The two men have never got on, which is why Rossi left Yamaha in the first place, so their battle for supremacy within the team will be a bitter struggle. Yamaha have some experience of this kind of rivalry. In the late 1960s they had Britons Phil Read and Bill Ivy in their factory 125/250 team. In 1968 Yamaha wanted Read to be 125 champion and Ivy 250 champion, but Read defied team orders to win the double.

Just hours after wrapping up the 125 championship at Brno, he told Ivy that he wouldn’t be following team orders for the remainder of the 250 championship.
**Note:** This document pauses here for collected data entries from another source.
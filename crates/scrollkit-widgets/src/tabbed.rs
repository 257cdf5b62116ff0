//! Tabbed panel that keeps exactly one page alive.
//!
//! Pages are built on demand by an [`ItemFactory`]. Switching to another
//! index releases the current page and builds the new one in its place;
//! nothing is cached between switches.

use crate::config::TabbedPanelConfig;
use crate::object_list::{ItemFactory, ListItem, ObjectList};
use scrollkit_core::{
    widget::{AccessibleRole, LayoutResult},
    Canvas, Constraints, Event, Message, Point, Rect, Size, TypeId, Widget, WidgetId,
};
use tracing::debug;

/// Container showing the page for a single active index.
pub struct TabbedPanel {
    list: ObjectList,
    /// Page currently shown
    page: Option<ListItem>,
    /// Index of the page currently shown
    active_index: usize,
    /// Top-left corner pages are moved to
    bounds: Rect,
    active: bool,
    redraw: bool,
    test_id_value: Option<String>,
}

impl TabbedPanel {
    /// Create a panel at `position` showing the page for `active_index`.
    #[must_use]
    pub fn new(factory: ItemFactory, position: Point, active_index: usize) -> Self {
        let mut panel = Self {
            list: ObjectList::new(factory),
            page: None,
            active_index,
            bounds: Rect::from_origin_size(position, Size::ZERO),
            active: false,
            redraw: false,
            test_id_value: None,
        };
        panel.reset();
        panel
    }

    /// Create a panel from its configuration.
    #[must_use]
    pub fn from_config(factory: ItemFactory, config: &TabbedPanelConfig) -> Self {
        Self::new(factory, config.position, config.active_index)
    }

    /// Set test ID.
    #[must_use]
    pub fn with_test_id(mut self, id: impl Into<String>) -> Self {
        self.test_id_value = Some(id.into());
        self
    }

    /// Show the page for `which`. Selecting the current page does nothing.
    pub fn set_active(&mut self, which: usize) {
        if which != self.active_index {
            debug!(from = self.active_index, to = which, "switching tab");
            self.active_index = which;
            self.reset();
        }
    }

    /// Rebuild the current page from the factory.
    pub fn reset(&mut self) {
        self.list.delete_item(self.page.take());

        let mut page = self.list.create_item(self.active_index, self.active);
        page.widget.move_to(self.bounds.top_left());
        self.page = Some(page);

        self.request_redraw();
    }

    /// Index of the page currently shown.
    #[must_use]
    pub const fn active_index(&self) -> usize {
        self.active_index
    }

    /// The page currently shown.
    #[must_use]
    pub fn item(&self) -> Option<&dyn Widget> {
        self.page.as_ref().map(|p| p.widget.as_ref())
    }

    /// The page currently shown, mutably.
    pub fn item_mut(&mut self) -> Option<&mut (dyn Widget + 'static)> {
        self.page.as_mut().map(|p| p.widget.as_mut())
    }

    /// Identity of the page currently shown.
    #[must_use]
    pub fn item_id(&self) -> Option<WidgetId> {
        self.page.as_ref().map(|p| p.id)
    }

    /// Number of pages built over the panel's lifetime.
    #[must_use]
    pub const fn pages_built(&self) -> u64 {
        self.list.created()
    }
}

impl std::fmt::Debug for TabbedPanel {
    fn fmt(&self, f: &mut std::fmt::Formatter<'_>) -> std::fmt::Result {
        f.debug_struct("TabbedPanel")
            .field("active_index", &self.active_index)
            .field("page", &self.page)
            .field("active", &self.active)
            .finish_non_exhaustive()
    }
}

impl Widget for TabbedPanel {
    fn type_id(&self) -> TypeId {
        TypeId::of::<Self>()
    }

    fn measure(&self, constraints: Constraints) -> Size {
        self.item()
            .map_or(constraints.constrain(Size::ZERO), |p| p.measure(constraints))
    }

    fn layout(&mut self, bounds: Rect) -> LayoutResult {
        self.bounds = bounds;
        if let Some(page) = self.item_mut() {
            page.move_to(bounds.top_left());
        }
        LayoutResult {
            size: bounds.size(),
        }
    }

    fn paint(&self, canvas: &mut dyn Canvas) {
        if let Some(page) = self.item() {
            page.paint(canvas);
        }
    }

    fn event(&mut self, event: &Event) -> Option<Message> {
        if !self.active {
            return None;
        }
        self.item_mut().and_then(|page| page.event(event))
    }

    fn children(&self) -> &[Box<dyn Widget>] {
        self.page
            .as_ref()
            .map_or(&[], |p| std::slice::from_ref(&p.widget))
    }

    fn children_mut(&mut self) -> &mut [Box<dyn Widget>] {
        self.page
            .as_mut()
            .map_or(&mut [], |p| std::slice::from_mut(&mut p.widget))
    }

    fn bounds(&self) -> Rect {
        self.bounds
    }

    fn activate(&mut self) {
        self.active = true;
        if let Some(page) = self.item_mut() {
            page.activate();
        }
    }

    fn deactivate(&mut self) {
        self.active = false;
        if let Some(page) = self.item_mut() {
            page.deactivate();
        }
    }

    fn is_active(&self) -> bool {
        self.active
    }

    fn request_redraw(&mut self) {
        if self.active {
            self.redraw = true;
        }
    }

    fn needs_redraw(&self) -> bool {
        self.redraw || self.item().is_some_and(Widget::needs_redraw)
    }

    fn clear_redraw(&mut self) {
        self.redraw = false;
        if let Some(page) = self.item_mut() {
            page.clear_redraw();
        }
    }

    fn is_interactive(&self) -> bool {
        self.active
    }

    fn accessible_role(&self) -> AccessibleRole {
        AccessibleRole::TabPanel
    }

    fn test_id(&self) -> Option<&str> {
        self.test_id_value.as_deref()
    }
}

#[cfg(test)]
mod tests {
    use super::*;
    use crate::object_list::test_support::{probe_factory, probe_index, ProbeHit};
    use scrollkit_core::{MouseButton, Placeholder};
    use std::sync::atomic::{AtomicUsize, Ordering};
    use std::sync::Arc;

    fn make_panel(pages: usize, active: usize) -> (TabbedPanel, Arc<AtomicUsize>) {
        let alive = Arc::new(AtomicUsize::new(0));
        let panel = TabbedPanel::new(probe_factory(pages, &alive), Point::new(40.0, 60.0), active);
        (panel, alive)
    }

    // ===== Construction =====

    #[test]
    fn test_new_builds_initial_page() {
        let (panel, alive) = make_panel(3, 1);
        assert_eq!(panel.active_index(), 1);
        assert_eq!(probe_index(panel.item().unwrap()), Some(1));
        assert_eq!(alive.load(Ordering::SeqCst), 1);
        assert_eq!(panel.pages_built(), 1);
    }

    #[test]
    fn test_page_moved_to_panel_corner() {
        let (panel, _alive) = make_panel(3, 0);
        assert_eq!(
            panel.item().unwrap().bounds().top_left(),
            Point::new(40.0, 60.0)
        );
    }

    #[test]
    fn test_from_config() {
        let alive = Arc::new(AtomicUsize::new(0));
        let config = TabbedPanelConfig {
            position: Point::new(1.0, 2.0),
            active_index: 2,
        };
        let panel = TabbedPanel::from_config(probe_factory(3, &alive), &config);
        assert_eq!(panel.active_index(), 2);
        assert_eq!(panel.bounds().top_left(), Point::new(1.0, 2.0));
    }

    #[test]
    fn test_missing_page_becomes_placeholder() {
        let (panel, alive) = make_panel(2, 5);
        assert_eq!(panel.item().unwrap().type_id(), TypeId::of::<Placeholder>());
        assert_eq!(alive.load(Ordering::SeqCst), 0);
    }

    // ===== Switching =====

    #[test]
    fn test_set_active_swaps_page() {
        let (mut panel, alive) = make_panel(3, 0);
        let first_id = panel.item_id();
        panel.set_active(2);
        assert_eq!(panel.active_index(), 2);
        assert_eq!(probe_index(panel.item().unwrap()), Some(2));
        assert_ne!(panel.item_id(), first_id);
        assert_eq!(alive.load(Ordering::SeqCst), 1);
    }

    #[test]
    fn test_set_active_same_index_keeps_page() {
        let (mut panel, _alive) = make_panel(3, 1);
        let id = panel.item_id();
        panel.set_active(1);
        assert_eq!(panel.item_id(), id);
        assert_eq!(panel.pages_built(), 1);
    }

    #[test]
    fn test_reset_rebuilds_same_index() {
        let (mut panel, alive) = make_panel(3, 1);
        let id = panel.item_id();
        panel.reset();
        assert_ne!(panel.item_id(), id);
        assert_eq!(probe_index(panel.item().unwrap()), Some(1));
        assert_eq!(alive.load(Ordering::SeqCst), 1);
    }

    // ===== Lifecycle =====

    #[test]
    fn test_activation_reaches_page_and_survives_switch() {
        let (mut panel, _alive) = make_panel(3, 0);
        assert!(!panel.item().unwrap().is_active());
        panel.activate();
        assert!(panel.item().unwrap().is_active());
        panel.set_active(1);
        assert!(panel.item().unwrap().is_active());
        panel.deactivate();
        assert!(!panel.item().unwrap().is_active());
    }

    #[test]
    fn test_switch_requests_redraw_only_when_active() {
        let (mut panel, _alive) = make_panel(3, 0);
        panel.set_active(1);
        assert!(!panel.needs_redraw());
        panel.activate();
        panel.set_active(2);
        assert!(panel.needs_redraw());
        panel.clear_redraw();
        assert!(!panel.needs_redraw());
    }

    // ===== Events and tree =====

    #[test]
    fn test_events_reach_page_when_active() {
        let (mut panel, _alive) = make_panel(3, 2);
        let click = Event::MouseDown {
            position: Point::new(45.0, 65.0),
            button: MouseButton::Left,
        };
        assert!(panel.event(&click).is_none());
        panel.activate();
        let msg = panel.event(&click).unwrap();
        assert_eq!(*msg.downcast::<ProbeHit>().unwrap(), ProbeHit(2));
    }

    #[test]
    fn test_children_and_layout() {
        let (mut panel, _alive) = make_panel(3, 0);
        assert_eq!(panel.children().len(), 1);
        panel.layout(Rect::new(0.0, 0.0, 200.0, 100.0));
        assert_eq!(panel.item().unwrap().bounds().top_left(), Point::ORIGIN);
        assert_eq!(panel.accessible_role(), AccessibleRole::TabPanel);
    }

    #[test]
    fn test_paint_delegates_to_page() {
        let (panel, _alive) = make_panel(3, 1);
        let mut canvas = scrollkit_core::RecordingCanvas::new();
        panel.paint(&mut canvas);
        assert_eq!(canvas.texts(), vec!["item 1"]);
    }
}
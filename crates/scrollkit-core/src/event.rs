//! Input events for widgets.

use crate::geometry::Point;
use serde::{Deserialize, Serialize};

/// Input event types delivered by the host event loop.
#[derive(Debug, Clone, PartialEq, Serialize, Deserialize)]
pub enum Event {
    /// Mouse moved to position
    MouseMove {
        /// New position
        position: Point,
    },
    /// Mouse button pressed
    MouseDown {
        /// Position of click
        position: Point,
        /// Button pressed
        button: MouseButton,
    },
    /// Mouse button released
    MouseUp {
        /// Position of release
        position: Point,
        /// Button released
        button: MouseButton,
    },
    /// Mouse wheel scrolled
    Scroll {
        /// Pointer position when the wheel moved
        position: Point,
        /// Vertical scroll delta; negative scrolls towards the start
        delta_y: f32,
    },
    /// Key pressed
    KeyDown {
        /// Key pressed
        key: Key,
    },
    /// Key released
    KeyUp {
        /// Key released
        key: Key,
    },
    /// Widget gained focus
    FocusIn,
    /// Widget lost focus
    FocusOut,
}

impl Event {
    /// Pointer position carried by the event, if any.
    #[must_use]
    pub const fn position(&self) -> Option<Point> {
        match self {
            Self::MouseMove { position }
            | Self::MouseDown { position, .. }
            | Self::MouseUp { position, .. }
            | Self::Scroll { position, .. } => Some(*position),
            _ => None,
        }
    }

    /// Direction of a wheel event: `-1` towards the start, `1` towards the
    /// end. `None` for other events and for wheel ticks with no vertical
    /// component.
    #[must_use]
    pub fn wheel_step(&self) -> Option<isize> {
        match self {
            Self::Scroll { delta_y, .. } if *delta_y < 0.0 => Some(-1),
            Self::Scroll { delta_y, .. } if *delta_y > 0.0 => Some(1),
            _ => None,
        }
    }
}

/// Mouse button identifiers.
#[derive(Debug, Clone, Copy, PartialEq, Eq, Hash, Serialize, Deserialize)]
pub enum MouseButton {
    /// Left mouse button
    Left,
    /// Right mouse button
    Right,
    /// Middle mouse button (wheel click)
    Middle,
}

/// Keyboard keys the list widgets react to.
#[derive(Debug, Clone, Copy, PartialEq, Eq, Hash, Serialize, Deserialize)]
pub enum Key {
    /// Up arrow
    Up,
    /// Down arrow
    Down,
    /// Left arrow
    Left,
    /// Right arrow
    Right,
    /// Page up
    PageUp,
    /// Page down
    PageDown,
    /// Home
    Home,
    /// End
    End,
    /// Enter / Return
    Enter,
    /// Escape
    Escape,
    /// Space bar
    Space,
    /// Tab
    Tab,
}
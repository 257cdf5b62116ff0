//! Canvas implementations for rendering.

use crate::widget::{Canvas, TextStyle};
use crate::{Color, Rect};
use serde::{Deserialize, Serialize};

/// A single recorded paint operation.
#[derive(Debug, Clone, PartialEq, Serialize, Deserialize)]
pub enum DrawCommand {
    /// Filled rectangle
    FillRect {
        /// Rectangle bounds
        bounds: Rect,
        /// Fill color
        color: Color,
    },
    /// Rectangle outline
    StrokeRect {
        /// Rectangle bounds
        bounds: Rect,
        /// Stroke color
        color: Color,
        /// Stroke width
        width: f32,
    },
    /// Text run
    Text {
        /// Text content
        content: String,
        /// Text rectangle
        bounds: Rect,
        /// Text style
        style: TextStyle,
    },
    /// Named image
    Image {
        /// Image resource name
        name: String,
        /// Destination rectangle
        bounds: Rect,
    },
    /// Clip region pushed
    PushClip {
        /// Clip bounds
        bounds: Rect,
    },
    /// Clip region popped
    PopClip,
}

/// A Canvas implementation that records draw operations as `DrawCommand`s.
///
/// Tests use it to verify what a widget painted.
#[derive(Debug, Default)]
pub struct RecordingCanvas {
    commands: Vec<DrawCommand>,
    clip_depth: usize,
}

impl RecordingCanvas {
    /// Create a new empty recording canvas.
    #[must_use]
    pub fn new() -> Self {
        Self::default()
    }

    /// Get the recorded draw commands.
    #[must_use]
    pub fn commands(&self) -> &[DrawCommand] {
        &self.commands
    }

    /// Get the number of recorded commands.
    #[must_use]
    pub fn command_count(&self) -> usize {
        self.commands.len()
    }

    /// Get the current clip stack depth.
    #[must_use]
    pub const fn clip_depth(&self) -> usize {
        self.clip_depth
    }

    /// Text runs painted so far, in paint order.
    #[must_use]
    pub fn texts(&self) -> Vec<&str> {
        self.commands
            .iter()
            .filter_map(|c| match c {
                DrawCommand::Text { content, .. } => Some(content.as_str()),
                _ => None,
            })
            .collect()
    }

    /// Image resource names painted so far, in paint order.
    #[must_use]
    pub fn images(&self) -> Vec<&str> {
        self.commands
            .iter()
            .filter_map(|c| match c {
                DrawCommand::Image { name, .. } => Some(name.as_str()),
                _ => None,
            })
            .collect()
    }

    /// Clear all recorded commands.
    pub fn clear(&mut self) {
        self.commands.clear();
        self.clip_depth = 0;
    }
}

impl Canvas for RecordingCanvas {
    fn fill_rect(&mut self, rect: Rect, color: Color) {
        self.commands.push(DrawCommand::FillRect {
            bounds: rect,
            color,
        });
    }

    fn stroke_rect(&mut self, rect: Rect, color: Color, width: f32) {
        self.commands.push(DrawCommand::StrokeRect {
            bounds: rect,
            color,
            width,
        });
    }

    fn draw_text(&mut self, text: &str, rect: Rect, style: &TextStyle) {
        self.commands.push(DrawCommand::Text {
            content: text.to_string(),
            bounds: rect,
            style: style.clone(),
        });
    }

    fn draw_image(&mut self, name: &str, rect: Rect) {
        self.commands.push(DrawCommand::Image {
            name: name.to_string(),
            bounds: rect,
        });
    }

    fn push_clip(&mut self, rect: Rect) {
        self.clip_depth += 1;
        self.commands.push(DrawCommand::PushClip { bounds: rect });
    }

    fn pop_clip(&mut self) {
        self.clip_depth = self.clip_depth.saturating_sub(1);
        self.commands.push(DrawCommand::PopClip);
    }
}
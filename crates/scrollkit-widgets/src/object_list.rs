//! Factory-backed item lifecycle shared by the list containers.
//!
//! An [`ObjectList`] never stores items itself. It asks a factory closure for
//! the widget at a given index, wraps the answer in a [`ListItem`] carrying a
//! fresh [`WidgetId`], and tears items down again when a container lets go of
//! them. [`TabbedPanel`](crate::TabbedPanel) and [`ListBox`](crate::ListBox)
//! both build on it.

use scrollkit_core::{Placeholder, Widget, WidgetId};
use tracing::trace;

/// Builds the widget shown at a list index.
///
/// Returning `None` leaves the slot empty; the list fills it with a
/// [`Placeholder`].
pub type ItemFactory = Box<dyn Fn(usize) -> Option<Box<dyn Widget>> + Send + Sync>;

/// A widget created by an [`ObjectList`], tagged with its identity.
pub struct ListItem {
    /// Identity of this item, unique within the list that created it
    pub id: WidgetId,
    /// The widget itself
    pub widget: Box<dyn Widget>,
}

impl std::fmt::Debug for ListItem {
    fn fmt(&self, f: &mut std::fmt::Formatter<'_>) -> std::fmt::Result {
        f.debug_struct("ListItem")
            .field("id", &self.id)
            .field("active", &self.widget.is_active())
            .finish_non_exhaustive()
    }
}

/// Item factory plus bookkeeping for the items it produced.
pub struct ObjectList {
    factory: ItemFactory,
    next_id: u64,
    live: usize,
}

impl ObjectList {
    /// Create a list around `factory`.
    #[must_use]
    pub fn new(factory: ItemFactory) -> Self {
        Self {
            factory,
            next_id: 0,
            live: 0,
        }
    }

    /// Create a list from any suitable closure.
    #[must_use]
    pub fn from_fn<F>(factory: F) -> Self
    where
        F: Fn(usize) -> Option<Box<dyn Widget>> + Send + Sync + 'static,
    {
        Self::new(Box::new(factory))
    }

    /// Build the item for `index`.
    ///
    /// The item is activated when `activate` is set, which containers pass
    /// through from their own active state.
    pub fn create_item(&mut self, index: usize, activate: bool) -> ListItem {
        let widget = (self.factory)(index).unwrap_or_else(|| Box::new(Placeholder::new()));
        self.wrap(index, widget, activate)
    }

    /// Build an empty item without consulting the factory.
    pub fn create_placeholder(&mut self, index: usize, activate: bool) -> ListItem {
        self.wrap(index, Box::new(Placeholder::new()), activate)
    }

    fn wrap(&mut self, index: usize, mut widget: Box<dyn Widget>, activate: bool) -> ListItem {
        let id = WidgetId::new(self.next_id);
        self.next_id += 1;
        self.live += 1;

        if activate {
            widget.activate();
        }
        trace!(index, id = id.0, "created list item");
        ListItem { id, widget }
    }

    /// Release an item. `None` is accepted and ignored.
    pub fn delete_item(&mut self, item: Option<ListItem>) {
        let Some(mut item) = item else {
            return;
        };
        item.widget.deactivate();
        self.live = self.live.saturating_sub(1);
        trace!(id = item.id.0, "deleted list item");
    }

    /// Number of items ever created by this list.
    #[must_use]
    pub const fn created(&self) -> u64 {
        self.next_id
    }

    /// Number of items created and not yet deleted.
    #[must_use]
    pub const fn live(&self) -> usize {
        self.live
    }
}

impl std::fmt::Debug for ObjectList {
    fn fmt(&self, f: &mut std::fmt::Formatter<'_>) -> std::fmt::Result {
        f.debug_struct("ObjectList")
            .field("created", &self.next_id)
            .field("live", &self.live)
            .finish_non_exhaustive()
    }
}
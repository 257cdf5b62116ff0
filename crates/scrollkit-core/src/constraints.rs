//! Layout constraints for widgets.

use crate::geometry::Size;
use serde::{Deserialize, Serialize};

/// Layout constraints that specify minimum and maximum sizes.
#[derive(Debug, Clone, Copy, PartialEq, Serialize, Deserialize)]
pub struct Constraints {
    /// Minimum width
    pub min_width: f32,
    /// Maximum width
    pub max_width: f32,
    /// Minimum height
    pub min_height: f32,
    /// Maximum height
    pub max_height: f32,
}

impl Constraints {
    /// Create new constraints.
    #[must_use]
    pub const fn new(min_width: f32, max_width: f32, min_height: f32, max_height: f32) -> Self {
        Self {
            min_width,
            max_width,
            min_height,
            max_height,
        }
    }

    /// Create loose constraints that allow any size up to the given maximum.
    #[must_use]
    pub const fn loose(size: Size) -> Self {
        Self::new(0.0, size.width, 0.0, size.height)
    }

    /// Create unbounded constraints.
    #[must_use]
    pub const fn unbounded() -> Self {
        Self::new(0.0, f32::INFINITY, 0.0, f32::INFINITY)
    }

    /// Constrain a size to fit within these constraints.
    #[must_use]
    pub fn constrain(&self, size: Size) -> Size {
        Size::new(
            size.width.clamp(self.min_width, self.max_width),
            size.height.clamp(self.min_height, self.max_height),
        )
    }
}

impl Default for Constraints {
    fn default() -> Self {
        Self::unbounded()
    }
}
“As we lined up for the 250s, I said to Bill, ‘Okay, if you think you can beat me when we’re riding to orders, well, now you’re going have to race me for it’. He said ‘ah, f**kin’ ‘ell, Phil’. So we raced, I won and he was second.”

Ivy was mentally destroyed by Read’s double-crossing and made a desperate attempt to hang onto the 250 title by protesting that his team-mate’s number plates didn’t comply with regulations. Distraught at losing the crown, Ivy quit bikes and switched to cars. A few months later he accepted an offer to race Jawa’s 350 V4 and was fatally injured when the bike seized and hurled him to the ground at the Sachsenring in July 1969.

The Rossi/Lorenzo rivalry probably won’t get as nasty as the Read/Ivy feud, but will surely make for some thrilling grudge matches, like Catalunya 2009 and Motegi 2010. Rossi won both those encounters and already he must be stiffening his sinews for what will be his final shot at the big one. It’s a contest that will be worth watching.